= BRIEF =
Would you repeat exactly the part of the listing below that runs from the line containing "Ok(quick_xml::events::Event::Start(ref e)) =>" down to the line containing "let mut num_fmt_id: Option<u32>", inclusive, and nothing else?

DATA SUPPLIED START

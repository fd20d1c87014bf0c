//! XLSX styles parsing for number formats.

use crate::model::{is_builtin_date_format, is_date_format_code};
use std::collections::HashMap;

/// Styles information parsed from xl/styles.xml.
#[derive(Debug, Default)]
pub struct Styles {
    /// Custom number formats: numFmtId -> formatCode
    num_fmts: HashMap<u32, String>,
    /// Cell style formats: style index -> numFmtId
    cell_xfs: Vec<u32>,
}

impl Styles {
    /// Parse styles from xl/styles.xml content.
    ///
    /// Styles only drive date detection, so a malformed part degrades to
    /// whatever was read before the error.
    pub fn parse(xml: &str) -> Self {
        let mut styles = Self::default();
        let mut reader = quick_xml::Reader::from_str(xml);
        reader.config_mut().trim_text(true);

        let mut buf = Vec::new();
        let mut in_num_fmts = false;
        let mut in_cell_xfs = false;

        loop {
            match reader.read_event_into(&mut buf) {
                Ok(quick_xml::events::Event::Start(ref e)) => match e.name().as_ref() {
                    b"numFmts" => in_num_fmts = true,
                    b"cellXfs" => in_cell_xfs = true,
                    b"xf" if in_cell_xfs => {
                        styles.cell_xfs.push(num_fmt_id_attr(e));
                    }
                    _ => {}
                },
                Ok(quick_xml::events::Event::Empty(ref e)) => match e.name().as_ref() {
                    b"numFmt" if in_num_fmts => {
                        let mut num_fmt_id: Option<u32> = None;
                        let mut format_code = String::new();
                        for attr in e.attributes().flatten() {
                            match attr.key.as_ref() {
                                b"numFmtId" => {
                                    num_fmt_id = String::from_utf8_lossy(&attr.value).parse().ok();
                                }
                                b"formatCode" => {
                                    format_code = attr
                                        .unescape_value()
                                        .map(|v| v.to_string())
                                        .unwrap_or_else(|_| {
                                            String::from_utf8_lossy(&attr.value).to_string()
                                        });
                                }
                                _ => {}
                            }
                        }
                        if let Some(id) = num_fmt_id {
                            styles.num_fmts.insert(id, format_code);
                        }
                    }
                    b"xf" if in_cell_xfs => {
                        styles.cell_xfs.push(num_fmt_id_attr(e));
                    }
                    _ => {}
                },
                Ok(quick_xml::events::Event::End(ref e)) => match e.name().as_ref() {
                    b"numFmts" => in_num_fmts = false,
                    b"cellXfs" => in_cell_xfs = false,
                    _ => {}
                },
                Ok(quick_xml::events::Event::Eof) => break,
                Err(e) => {
                    log::warn!("stopping at malformed styles part: {}", e);
                    break;
                }
                _ => {}
            }
            buf.clear();
        }

        styles
    }

    /// Get the numFmtId for a cell style index.
    pub fn get_num_fmt_id(&self, style_index: usize) -> Option<u32> {
        self.cell_xfs.get(style_index).copied()
    }

    /// Check whether a cell style index carries a date format.
    pub fn is_date_style(&self, style_index: usize) -> bool {
        self.get_num_fmt_id(style_index)
            .is_some_and(|id| self.is_date_format(id))
    }

    /// Check if a numFmtId represents a date format.
    pub fn is_date_format(&self, num_fmt_id: u32) -> bool {
        if let Some(format_code) = self.num_fmts.get(&num_fmt_id) {
            return is_date_format_code(format_code);
        }
        is_builtin_date_format(num_fmt_id)
    }
}

fn num_fmt_id_attr(e: &quick_xml::events::BytesStart<'_>) -> u32 {
    e.attributes()
        .flatten()
        .find(|attr| attr.key.as_ref() == b"numFmtId")
        .and_then(|attr| String::from_utf8_lossy(&attr.value).parse().ok())
        .unwrap_or(0)
}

DATA SUPPLIED END

= ANSWER FOR THIS EXERCISE =
                Ok(quick_xml::events::Event::Start(ref e)) => match e.name().as_ref() {
                    b"numFmts" => in_num_fmts = true,
                    b"cellXfs" => in_cell_xfs = true,
                    b"xf" if in_cell_xfs => {
                        styles.cell_xfs.push(num_fmt_id_attr(e));
                    }
                    _ => {}
                },
                Ok(quick_xml::events::Event::Empty(ref e)) => match e.name().as_ref() {
                    b"numFmt" if in_num_fmts => {
                        let mut num_fmt_id: Option<u32> = None;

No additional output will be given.